The returning junior class is even bigger, and Gamage said they are vital to the team’s success. Now upperclassmen, Gabby Chessie, Amara Denise, Bri Dumais, Emily Dillman and Paige Gonya all contributed last year as sophomores to Oak Hill’s 14-4 regular season.

Sophomore bigs Ariana Thibeault and Peyton Gonya add to what Gamage said is a strong bench. Freshman guard Aubrey McElhaney will also get time on the court for Oak Hill this season.


The two-time defending Class AA state champs said goodbye to six seniors last year. Longtime Vikings coach Nate Pelletier said this year’s team has a lot to prove, but the players are ready for the challenge.

That starts with a trio of seniors in Cassidy Dumont, Ella Kellogg and Viktoria Sugars, who can find their own way to go out on top despite not being able to play for another state tournament this season. Juniors Chloe Estes and Celia Melanson — returners from last year’s squad — and Katie Hallee and Brooklyn Alexander can start the build-up to their final years next season.


“(The players) have a ton of potential and will grow tremendously through the season,” Pelletier said, adding that the team plans to push the tempo and use its speed to its advantage, something it did successfully the past two seasons.


Poland brings back seven players with varsity experience as Jake Webb jumps from JV coach and varsity assistant to the head varsity coach this year. Webb calls this a building year for the program.

The Knights only have one senior, guard Jordan Kohtala, and an otherwise young group. It’s also an athletic group, according to Webb.

Look for breakout years from Emma Gagne, Emma Bunyea and Gabbi Bolduc.

Webb said the goal for the season is “making positive growth in the program (and) working on building a foundation to be a very competitive team going forward.”



Rangeley, a perennial power in Class D South, returns just one senior (Ellah Smith) but also has three returning juniors in Winnie LaRochelle, Emily Eastlack and Abi Madrid. Sophomore guard Isabelle Whittier is also back from last year.

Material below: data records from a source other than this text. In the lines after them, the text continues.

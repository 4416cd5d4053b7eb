//! Many running table machines behind copyable handles

use std::fmt::Debug;
use std::hash::Hash;

use slotmap::{new_key_type, SlotMap};

use super::{Step, StateMachine};
use crate::error::{ExecutionError, Result};

new_key_type! {
    /// Handle to a machine owned by an [`FsmRuntime`]
    pub struct FsmId;
}

/// Owns running [`StateMachine`]s and hands out [`FsmId`]s for them
pub struct FsmRuntime<S, I> {
    machines: SlotMap<FsmId, StateMachine<S, I>>,
}

impl<S, I> Default for FsmRuntime<S, I> {
    fn default() -> Self {
        Self::new()
    }
}

impl<S, I> FsmRuntime<S, I> {
    /// Create an empty runtime
    pub fn new() -> Self {
        Self {
            machines: SlotMap::with_key(),
        }
    }

    /// Number of machines
    pub fn len(&self) -> usize {
        self.machines.len()
    }

    /// Whether the runtime owns no machines
    pub fn is_empty(&self) -> bool {
        self.machines.is_empty()
    }

    /// Borrow a machine
    pub fn get(&self, id: FsmId) -> Option<&StateMachine<S, I>> {
        self.machines.get(id)
    }

    /// Borrow a machine mutably, e.g. to subscribe to its channels
    pub fn get_mut(&mut self, id: FsmId) -> Option<&mut StateMachine<S, I>> {
        self.machines.get_mut(id)
    }

    /// Take a machine out of the runtime. Its current state is left as is.
    pub fn remove(&mut self, id: FsmId) -> Option<StateMachine<S, I>> {
        self.machines.remove(id)
    }
}

impl<S, I> FsmRuntime<S, I>
where
    S: Clone + Eq + Hash + Debug,
    I: PartialEq + Debug,
{
    /// Start `machine` in `initial` and keep it
    ///
    /// The machine is dropped if it fails to start.
    pub fn create(&mut self, mut machine: StateMachine<S, I>, initial: S) -> Result<FsmId> {
        machine.start(initial)?;
        Ok(self.machines.insert(machine))
    }

    /// Send `input` to one machine
    pub fn send(&mut self, id: FsmId, input: &I) -> Result<Step<S>> {
        let machine = self
            .machines
            .get_mut(id)
            .ok_or(ExecutionError::UnknownMachine)?;
        machine.send(input)
    }

    /// Current state of one machine
    pub fn current_state(&self, id: FsmId) -> Option<&S> {
        self.machines.get(id).and_then(StateMachine::state)
    }
}

#[cfg(test)]
mod tests {
    use super::*;
    use crate::error::Error;

    const IDLE: u32 = 0;
    const ACTIVE: u32 = 1;
    const CLICK: u32 = 1;

    fn toggle() -> StateMachine<u32, u32> {
        StateMachine::builder()
            .states([IDLE, ACTIVE])
            .on(IDLE, CLICK, ACTIVE)
            .on(ACTIVE, CLICK, IDLE)
            .build()
            .unwrap()
    }

    #[test]
    fn test_runtime_handles() {
        let mut runtime = FsmRuntime::new();

        let first = runtime.create(toggle(), IDLE).unwrap();
        let second = runtime.create(toggle(), ACTIVE).unwrap();
        assert_eq!(runtime.len(), 2);

        runtime.send(first, &CLICK).unwrap();
        assert_eq!(runtime.current_state(first), Some(&ACTIVE));
        assert_eq!(runtime.current_state(second), Some(&ACTIVE));

        assert!(runtime.remove(second).is_some());
        assert!(matches!(
            runtime.send(second, &CLICK),
            Err(Error::Execution(ExecutionError::UnknownMachine))
        ));
        assert_eq!(runtime.current_state(second), None);
    }

    #[test]
    fn test_create_rejects_unknown_initial_state() {
        let mut runtime = FsmRuntime::new();
        assert!(runtime.create(toggle(), 42).is_err());
        assert!(runtime.is_empty());
    }
}
impl Dialogue {
    /// Build a dialogue and enter the script's first node
    pub fn new(script: Script) -> Result<Self> {
        let mut builder = StateMachine::<String, String>::builder();
        for node in script.node_names() {
            builder = builder.state(node.to_string());
        }
        for node in script.node_names() {
            let mut linked = FxHashSet::default();
            for target in script.targets(node) {
                if !linked.insert(target) {
                    continue;
                }
                builder = if target == END {
                    builder.exit_on(node.to_string(), END.to_string())
                } else {
                    builder.on(node.to_string(), target.to_string(), target.to_string())
                };
            }
        }
        let nodes = builder.build()?;

        let mut dialogue = Self {
            script,
            nodes,
            position: 0,
            context: Map::new(),
            seen: FxHashMap::default(),
            prompt: None,
        };
        dialogue.restart()?;
        Ok(dialogue)
    }

    /// Parse and build in one go
    pub fn from_json(text: &str) -> Result<Self> {
        Self::new(Script::from_json(text)?)
    }

    /// Start with `context` instead of an empty one
    pub fn with_context(mut self, context: Map<String, Value>) -> Self {
        self.context = context;
        self
    }

    /// Go back to the first node, keeping the context and seen counts
    pub fn restart(&mut self) -> Result<()> {
        let first = self
            .script
            .first_node()
            .ok_or(ConfigurationError::NoStates)?
            .to_string();
        self.nodes.start(first)?;
        self.position = 0;
        self.prompt = None;
        Ok(())
    }

    /// Run beats until one needs presenting
    ///
    /// Returns `None` once the dialogue has finished. While a prompt is
    /// unanswered, each call shows it again.
    pub fn advance(&mut self) -> Result<Option<DialogueEvent>> {
        loop {
            let Some(node) = self.nodes.state().cloned() else {
                return Ok(None);
            };

            if let Some(prompt) = self.prompt.take() {
                match prompt.chosen {
                    Some(target) => self.jump(&node, &target)?,
                    None => {
                        if let Some(event) = self.show_prompt(&node, prompt.beat)? {
                            return Ok(Some(event));
                        }
                    }
                }
                continue;
            }

            let len = self.script.node(&node).map_or(0, <[Beat]>::len);
            if self.position >= len {
                tracing::debug!(node = %node, "dialogue ran off the end of a node");
                self.finish()?;
                return Ok(None);
            }

            let Some(index) = self.select_beat(&node)? else {
                continue;
            };
            if let Some(event) = self.execute(&node, index)? {
                return Ok(Some(event));
            }
        }
    }

    /// Answer the pending prompt with the `index`th shown option
    pub fn choose(&mut self, index: usize) -> Result<()> {
        let node = self.nodes.state().ok_or(DialogueError::NoPrompt)?;
        let prompt = self.prompt.as_mut().ok_or(DialogueError::NoPrompt)?;
        let option = *prompt
            .shown
            .get(index)
            .ok_or(DialogueError::ChoiceOutOfRange {
                index,
                shown: prompt.shown.len(),
            })?;

        let Some(Beat {
            action: Action::Options(choices),
            ..
        }) = self.script.node(node).and_then(|beats| beats.get(prompt.beat))
        else {
            return Err(DialogueError::NoPrompt);
        };
        let choice = choices.get(option).ok_or(DialogueError::NoPrompt)?;

        tracing::trace!(text = %choice.text, to = %choice.target, "chose option");
        prompt.chosen = Some(choice.target.clone());
        Ok(())
    }

    /// Pick the beat to run at the current position and move past it
    ///
    /// A run of conditional beats is one if/elif chain: the first whose
    /// condition holds runs and the rest are skipped.
    fn select_beat(&mut self, node: &str) -> Result<Option<usize>> {
        let beats = self.script.node(node).unwrap_or(&[]);
        let start = self.position;
        let Some(first) = beats.get(start) else {
            return Ok(None);
        };

        if first.condition.is_none() {
            self.position += 1;
            return Ok(Some(start));
        }

        let chain = beats[start..]
            .iter()
            .take_while(|beat| beat.condition.is_some())
            .count();
        self.position = start + chain;

        for (index, beat) in beats.iter().enumerate().skip(start).take(chain) {
            if let Some(condition) = &beat.condition {
                if condition.is_true(&self.context, &[])? {
                    return Ok(Some(index));
                }
            }
        }
        Ok(None)
    }

    fn execute(&mut self, node: &str, index: usize) -> Result<Option<DialogueEvent>> {
        let Some(beat) = self.script.node(node).and_then(|beats| beats.get(index)) else {
            return Ok(None);
        };

        match &beat.action {
            Action::Speak { actor, line } => Ok(Some(DialogueEvent::Speak {
                actor: actor.clone(),
                line: line.clone(),
            })),
            Action::Pause(seconds) => Ok(Some(DialogueEvent::Pause(*seconds))),
            Action::StageDirection(direction) => {
                Ok(Some(DialogueEvent::StageDirection(direction.clone())))
            }
            Action::UpdateContext(assignments) => {
                for (name, expr) in assignments {
                    let value = expr.eval(&self.context, &[])?;
                    self.context.insert(name.clone(), value);
                }
                Ok(None)
            }
            Action::NextNode(target) => {
                let target = target.clone();
                self.jump(node, &target)?;
                Ok(None)
            }
            Action::Options(_) => self.show_prompt(node, index),
        }
    }

    /// Evaluate the options of beat `beat` and show the visible ones
    ///
    /// A prompt with nothing to show is skipped.
    fn show_prompt(&mut self, node: &str, beat: usize) -> Result<Option<DialogueEvent>> {
        let Some(Beat {
            action: Action::Options(choices),
            ..
        }) = self.script.node(node).and_then(|beats| beats.get(beat))
        else {
            return Ok(None);
        };

        let mut shown = Vec::new();
        let mut visible = Vec::new();
        for (option, choice) in choices.iter().enumerate() {
            let seen = self
                .seen
                .get(&(node.to_string(), beat, option))
                .copied()
                .unwrap_or(0);
            let show = match &choice.condition {
                Some(condition) => {
                    truthy(&condition.eval(&self.context, &[("_seen", Value::from(seen))])?)
                }
                None => true,
            };
            if show {
                shown.push(option);
                visible.push(choice.clone());
            }
        }

        if shown.is_empty() {
            tracing::debug!(node = %node, beat, "skipping prompt with no visible options");
            return Ok(None);
        }

        for &option in &shown {
            *self.seen.entry((node.to_string(), beat, option)).or_default() += 1;
        }
        self.prompt = Some(PendingPrompt {
            beat,
            shown,
            chosen: None,
        });
        Ok(Some(DialogueEvent::Prompt(visible)))
    }

    fn jump(&mut self, node: &str, target: &str) -> Result<()> {
        self.prompt = None;
        match self.nodes.send(&target.to_string())? {
            Step::Transition { .. } | Step::Entered(_) => {
                self.position = 0;
                Ok(())
            }
            Step::Exited { .. } => Ok(()),
            Step::Ignored => Err(ConfigurationError::UnknownState {
                from: node.to_string(),
                to: target.to_string(),
            }
            .into()),
        }
    }

    fn finish(&mut self) -> Result<()> {
        self.prompt = None;
        self.nodes.stop()?;
        Ok(())
    }

    /// Stop the dialogue early
    pub fn end(&mut self) -> Result<()> {
        self.finish()
    }

    pub fn context(&self) -> &Map<String, Value> {
        &self.context
    }

    pub fn context_mut(&mut self) -> &mut Map<String, Value> {
        &mut self.context
    }

    /// The node being played, `None` once finished
    pub fn current_node(&self) -> Option<&str> {
        self.nodes.state().map(String::as_str)
    }

    pub fn is_finished(&self) -> bool {
        !self.nodes.is_running()
    }

    /// Whether a prompt is waiting for [`choose`](Self::choose)
    pub fn awaiting_choice(&self) -> bool {
        self.prompt
            .as_ref()
            .is_some_and(|prompt| prompt.chosen.is_none())
    }

    /// Published with the node name whenever a node is entered
    pub fn node_entered(&mut self) -> &mut Channel<String> {
        self.nodes.entered()
    }

    /// Published with the node name whenever a node is left
    pub fn node_exited(&mut self) -> &mut Channel<String> {
        self.nodes.exited()
    }

    pub fn script(&self) -> &Script {
        &self.script
    }
}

The Lakers got a late start to the season, compared to other teams in Franklin County, but second-year coach Brittany DiPompo said the players have been working hard despite not knowing the season will be like.

When Rangeley does take the court, the roster is filled with players looking to be an offensive threat. Still, there is room to grow toward consistency on both the offensive and defensive ends of the court.


After a memorable regular season that saw them earn the No. 4 seed in Class C South, the Saints turn to assistant Lexi Grondin as their new head coach for this season.

Grondin, a 2018 Poland graduate, will be working with a roster that includes no seniors. But she’ll also be without the services of three graduates who played a big part in last season’s success. Juniors Jessie Zimmerman and Bella Perryman are key pieces back from last year’s team, and classmates Bennie Yombe and Pilar Hewey, as well as sophomore Ava Apodaca, are returning players.

Junior guard Sydney Dick and freshman forward Gabby Roman are new additions to the team.